Unexpectedly, the UK economy expanded by 0.1% in November as shoppers flocked to stores in preparation for Christmas and bars and pubs benefited from the men’s World Cup.
City economists claimed that despite the cost of living crisis, strapped consumers have shown to be more resilient than predicted, increasing the government’s prospects of avoiding a protracted recession.
Business organizations cautioned, however, that the economy would likely suffer in the months to come as increased mortgage rates and the removal of state assistance for energy costs started to have a greater impact on disposable earnings.
According to the Office for National Statistics, a decline in the manufacturing sector also hindered the economy’s growth, resulting in a 0.3% contraction over the three months leading up to November.
The British Chambers of Commerce deemed it notable that a considerable drop in sales compared to pre-pandemic levels had not been offset by the increase to consumer-facing industries, including retail, wholesale, and hospitality.
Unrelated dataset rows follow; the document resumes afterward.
impl<L: Layout> CropSession<L> {
    /// Create a session. An invalid `config` is an error. An invalid
    /// `coverage` is accepted but logged, and fitting is skipped until a
    /// valid one is set.
    pub fn new(
        layout: L,
        config: EngineConfig,
        coverage: CoverageConfig,
        mode: BoundaryMode,
    ) -> Result<Self, ConfigError> {
        config.validate()?;
        if let Err(e) = coverage.validate() {
            log::warn!("Invalid coverage configuration: {}", e);
        }
        Ok(Self {
            gate: InteractionGate::new(&config),
            layout,
            config,
            coverage,
            mode,
            selection: None,
            tween: None,
            last_correction: None,
            capabilities: CapabilityCache::new(),
            generation: 0,
            image_ready: false,
            idle_callbacks: Vec::new(),
        })
    }

    pub fn layout(&self) -> &L {
        &self.layout
    }

    pub fn layout_mut(&mut self) -> &mut L {
        &mut self.layout
    }

    pub fn config(&self) -> &EngineConfig {
        &self.config
    }

    pub fn coverage(&self) -> &CoverageConfig {
        &self.coverage
    }

    pub fn mode(&self) -> BoundaryMode {
        self.mode
    }

    pub fn selection(&self) -> Option<Selection> {
        self.selection
    }

    pub fn gate(&self) -> &InteractionGate {
        &self.gate
    }

    pub fn is_animating(&self) -> bool {
        self.tween.is_some()
    }

    /// Most recent correction computed on an idle transition.
    pub fn last_correction(&self) -> Option<Correction> {
        self.last_correction
    }

    /// Fresh snapshot of the viewport.
    pub fn viewport(&self) -> Option<ViewportState> {
        ViewportState::sample(&self.layout)
    }

    /// Register a listener fired once per idle transition.
    pub fn on_interaction_idle(&mut self, callback: IdleCallback) {
        self.idle_callbacks.push(callback);
    }

    // ------------------------------------------------------------------
    // Image lifecycle
    // ------------------------------------------------------------------

    /// Start loading a new image. Discards the selection and every pending
    /// timer or animation of the previous image.
    pub fn load_image(&mut self, now: Duration) -> LoadToken {
        self.generation = self.generation.wrapping_add(1);
        self.selection = None;
        self.image_ready = false;
        self.last_correction = None;
        let actions = self.gate.handle(InputEvent::SourceChanged, now);
        self.process(actions, now);
        LoadToken(self.generation)
    }

    /// Report decode completion for `token`.
    ///
    /// Stale tokens are ignored. A failed decode is returned to the caller
    /// unchanged; it is not retried.
    pub fn image_ready(
        &mut self,
        token: LoadToken,
        result: Result<(), ReadyError>,
        now: Duration,
    ) -> Result<(), ReadyError> {
        if token.0 != self.generation {
            log::debug!(
                "Ignoring ready signal for stale load {} (current {})",
                token.0,
                self.generation
            );
            return Ok(());
        }
        result?;
        let actions = self.gate.handle(InputEvent::ImageReady, now);
        self.process(actions, now);
        Ok(())
    }

    /// First layout tick after the image became ready.
    pub fn layout_settled(&mut self, now: Duration) {
        let actions = self.gate.handle(InputEvent::LayoutSettled, now);
        self.process(actions, now);
    }

    /// The surface was resized, rescaled or reoriented.
    ///
    /// Runs boundary correction against the new layout unless the user is
    /// mid-gesture, in which case the next idle transition handles it.
    pub fn layout_changed(&mut self, now: Duration) {
        if self.gate.is_interacting() {
            return;
        }
        log::debug!("Layout changed, re-checking bounds");
        self.run_correction(now);
    }

    /// Drop the image and everything associated with it.
    pub fn clear_image(&mut self) {
        self.generation = self.generation.wrapping_add(1);
        self.selection = None;
        self.tween = None;
        self.last_correction = None;
        self.image_ready = false;
        self.gate.reset();
    }

    /// Change aspect ratio and coverage, refitting the selection.
    ///
    /// An invalid configuration is rejected and the current selection kept.
    pub fn set_coverage(&mut self, coverage: CoverageConfig) -> Result<(), ConfigError> {
        if let Err(e) = coverage.validate() {
            log::warn!("Rejecting coverage configuration: {}", e);
            return Err(e);
        }
        self.coverage = coverage;
        if self.image_ready {
            self.refit();
        }
        Ok(())
    }

    /// Recompute the selection from the current layout.
    ///
    /// Degenerate layouts leave the selection unchanged.
    pub fn refit(&mut self) {
        let Some(viewport) = self.viewport() else {
            return;
        };
        let fitted = fit_with_config(&viewport.image_box, &viewport.container_box, &self.coverage)
            .and_then(|rect| Selection::new(rect, self.coverage.aspect_ratio));
        if let Some(selection) = fitted {
            log::debug!("Fitted selection {:?}", selection.rect());
            self.selection = Some(selection);
        }
    }

    // ------------------------------------------------------------------
    // Proposals
    // ------------------------------------------------------------------

    /// Propose a new image transform (pan, pinch, wheel zoom).
    ///
    /// Accepted transforms are applied to the layout. Rejected ones are not.
    /// In snap-back mode an escaping transform is only accepted while a
    /// pointer is down or a wheel gesture is pending.
    pub fn propose_transform(&mut self, candidate: AffineTransform) -> Validation {
        let Some(viewport) = self.viewport() else {
            return Validation::reject(Rejection::NoImage);
        };
        if !candidate.is_finite() || candidate.inverse().is_none() {
            return Validation::reject(Rejection::InvalidTransform);
        }

        let verdict = if self.gate.allow_programmatic_transform() {
            Validation::Accept
        } else {
            match (self.selection, self.mode) {
                (None, _) => Validation::Accept,
                (Some(_), BoundaryMode::SelectionBounded { snap_back: true })
                    if self.gate.is_interacting() =>
                {
                    Validation::Accept
                }
                (Some(selection), _) => validate_transform(
                    &viewport,
                    &selection.rect(),
                    &candidate,
                    self.config.boundary_epsilon,
                ),
            }
        };

        if verdict.is_accepted() {
            self.tween = None;
            self.layout.set_transform(candidate);
        }
        verdict
    }

    /// Propose a new selection rectangle. Applied only if accepted.
    pub fn propose_selection(&mut self, candidate: Rect) -> Validation {
        let Some(mut selection) = self.selection else {
            return Validation::reject(Rejection::NoImage);
        };
        if !matches_aspect(&candidate, selection.aspect_ratio()) {
            return Validation::reject(Rejection::AspectMismatch);
        }
        let Some(viewport) = self.viewport() else {
            return Validation::reject(Rejection::NoImage);
        };

        let verdict = validate_selection(&viewport, &candidate, self.config.boundary_epsilon);
        if verdict.is_accepted() && selection.confirm(candidate) {
            self.selection = Some(selection);
        }
        verdict
    }

    // ------------------------------------------------------------------
    // Input events
    // ------------------------------------------------------------------

    pub fn pointer_down(&mut self, id: PointerId, position: Point, now: Duration) {
        let actions = self.gate.handle(InputEvent::PointerDown { id, position }, now);
        self.process(actions, now);
    }

    pub fn pointer_move(&mut self, id: PointerId, position: Point, now: Duration) {
        let actions = self.gate.handle(InputEvent::PointerMove { id, position }, now);
        self.process(actions, now);
    }

    pub fn pointer_up(&mut self, id: PointerId, now: Duration) {
        let actions = self.gate.handle(InputEvent::PointerUp { id }, now);
        self.process(actions, now);
    }

    pub fn pointer_cancel(&mut self, id: PointerId, now: Duration) {
        let actions = self.gate.handle(InputEvent::PointerCancel { id }, now);
        self.process(actions, now);
    }

    /// Wheel zoom to `candidate`. Restarts the correction debounce.
    pub fn wheel(&mut self, candidate: AffineTransform, now: Duration) -> Validation {
        let actions = self.gate.handle(InputEvent::Wheel, now);
        self.process(actions, now);
        self.propose_transform(candidate)
    }

    /// Advance timers and the snap-back animation.
    pub fn tick(&mut self, now: Duration) {
        let actions = self.gate.handle(InputEvent::Tick, now);
        self.process(actions, now);
        self.advance_tween(now);
    }

    fn process(&mut self, actions: Vec<GateAction>, now: Duration) {
        for action in actions {
            match action {
                GateAction::CancelCorrection => {
                    if self.tween.take().is_some() {
                        log::debug!("Snap-back cancelled by user input");
                    }
                }
                GateAction::Pan(delta) => self.apply_pan(delta),
                GateAction::Settled => {
                    self.image_ready = true;
                    self.refit();
                }
                GateAction::Idle => {
                    self.run_correction(now);
                    for callback in self.idle_callbacks.iter_mut() {
                        callback();
                    }
                }
            }
        }
    }

    fn apply_pan(&mut self, delta: Point) {
        let Some(viewport) = self.viewport() else {
            return;
        };
        let candidate = viewport.transform.translated(
            delta.x / viewport.render_scale,
            delta.y / viewport.render_scale,
        );
        self.propose_transform(candidate);
    }

    // ------------------------------------------------------------------
    // Correction
    // ------------------------------------------------------------------

    /// Restore the boundary invariant for the current mode.
    ///
    /// Recomputes against live state, so calling it mid-animation retargets
    /// the animation instead of queuing a second one.
    fn run_correction(&mut self, now: Duration) {
        if !self.gate.can_correct() {
            return;
        }
        let (Some(viewport), Some(mut selection)) = (self.viewport(), self.selection) else {
            return;
        };

        match self.mode {
            BoundaryMode::SelectionBounded { snap_back } => {
                let Some(correction) = compute_correction(&viewport, &selection.rect()) else {
                    return;
                };
                self.last_correction = Some(correction);
                if correction.is_noop(self.config.boundary_epsilon) {
                    self.tween = None;
                    return;
                }
                log::debug!(
                    "Snap-back: scale {:.4}, delta ({:.2}, {:.2})",
                    correction.scale_factor,
                    correction.delta.x,
                    correction.delta.y
                );
                if snap_back {
                    self.tween = Some(SnapTween::new(
                        viewport.transform,
                        correction.target,
                        now,
                        self.config.snap_duration(),
                        self.config.snap_grace(),
                        self.config.easing,
                    ));
                } else {
                    self.layout.set_transform(correction.target);
                }
            }
            BoundaryMode::ImageBounded => {
                if let Some(rect) = constrain_selection(&viewport, &selection.rect()) {
                    if rect != selection.rect() && selection.confirm(rect) {
                        log::debug!("Constrained selection to {:?}", rect);
                        self.selection = Some(selection);
                    }
                }
            }
        }
    }

    fn advance_tween(&mut self, now: Duration) {
        let Some(tween) = self.tween.as_ref() else {
            return;
        };
        if self.viewport().is_some() {
            let frame = tween.sample(now);
            log::trace!("Snap-back frame {:?}", frame.transform);
            self.layout.set_transform(frame.transform);
            if frame.finished {
                self.tween = None;
            }
        } else if tween.is_expired(now) {
            log::debug!("Snap-back deadline passed while hidden, finishing");
            let target = tween.target();
            self.layout.set_transform(target);
            self.tween = None;
        }
    }

    // ------------------------------------------------------------------
    // Export
    // ------------------------------------------------------------------

    /// Probe renderer capabilities once. Later calls reuse the result.
    pub fn init_capabilities(&mut self, probe: &dyn CapabilityProbe) -> &Capabilities {
        self.capabilities.init(probe)
    }

    /// Forget probed capabilities.
    pub fn reset_capabilities(&mut self) {
        self.capabilities.reset();
    }

    /// Source-resolution size of the current selection.
    pub fn export_size(&self) -> Result<OutputSize, ExportError> {
        let selection = self.selection.ok_or(ExportError::NoSelection)?;
        let viewport = self.viewport().ok_or(ExportError::NoImage)?;
        if viewport.has_degenerate_image() {
            return Err(ExportError::NoImage);
        }
        let in_layout_units = selection.rect().scaled(1.0 / viewport.render_scale);
        map_to_original_resolution(&in_layout_units, &viewport.transform)
    }

    /// Render the selection at source resolution.
    pub fn export<R: Renderer + ?Sized>(
        &self,
        renderer: &R,
        quality: QualityHint,
    ) -> Result<RasterImage, ExportError> {
        let target = self.export_size()?;
        let capabilities = self.capabilities.get().cloned().unwrap_or_default();
        capabilities.check_output(target)?;

        let selection = self.selection.ok_or(ExportError::NoSelection)?;
        let viewport = self.viewport().ok_or(ExportError::NoImage)?;
        render_checked(
            renderer,
            &selection.rect(),
            &viewport,
            target,
            capabilities.effective_quality(quality),
        )
    }
}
“Despite the fact that this time of year is often among the busiest for the retail sector, the numbers show additional evidence that UK economic development is moving in the wrong direction.
“While GDP increased by 0.1% from month to month, this is an erratic measure. The three-month average, which is now at -0.3%, provides a clearer indication of the economic situation, the report added.
According to the ONS, income in company sectors that sell directly to consumers has decreased by 8.5% since February 2020, and unlike other G7 nations, the overall economy is still smaller than it was three years ago.
Cost of living pressures are anticipated to worsen this year as a result of tax increases and the elimination of government subsidies.
The average bill would rise from £2,500 to £3,000 as a result of the ministers’ impending hike in unit gas and electricity costs for consumers starting in April. Meanwhile, the Bank of England’s increases in interest rates will result in an average yearly payment increase of £3,000 for millions of mortgage holders this year.
According to the Bank of England, the UK is likely in for a protracted recession, which is defined as two consecutive quarters of contraction. The third quarter of the economy, which covered July through September, saw a 0.3% decline; data for the fourth quarter, which covered October through December, will be released next month, indicating whether or not the economy entered a recession during that time.
It “hangs in the balance” whether the economy contracted in the second half of 2022, according to Pantheon Macroeconomics’ chief UK economist Samuel Tombs, but a recession was almost certain to occur in the first half of 2023.
The first and second quarters of this year’s GDP will likely experience a significant decline, we continue to predict.
James Smith, a senior economist at ING, talked down the possibility that the UK will experience a worse recession than other developed countries.
In terms of scale, he stated, “We’re aiming for a peak-to-trough reduction in GDP of a little bit more than 1.5%, which would match closest with the early 1990s recession.”
We aren’t confident that the UK will significantly deviate from the rest of Europe in terms of the hit to GDP this year, even if it likely ranks in the bottom half of the pack, despite the UK’s numerous problems, particularly in the labor market.
Analysts have cautioned that certain trends in the data were challenging to assess as a result of a number of circumstances that altered the typical pattern.
The economy recovered from a dismal September, which was partly brought on by the closure of numerous firms for the Queen’s burial, in October, when it experienced 0.5% growth. November’s 0.1% increase marked a downturn from that. According to a Reuters poll of City analysts, the economy would contract by 0.2% in November.
As a means of easing the problem in the cost of living and reviving the economy, Jeremy Hunt stated that bringing down inflation was his top goal.
The chancellor declared, “We have a clear plan to half inflation this year – an insidious hidden tax that has increased interest rates and mortgage costs, slowing economy here and around the world.”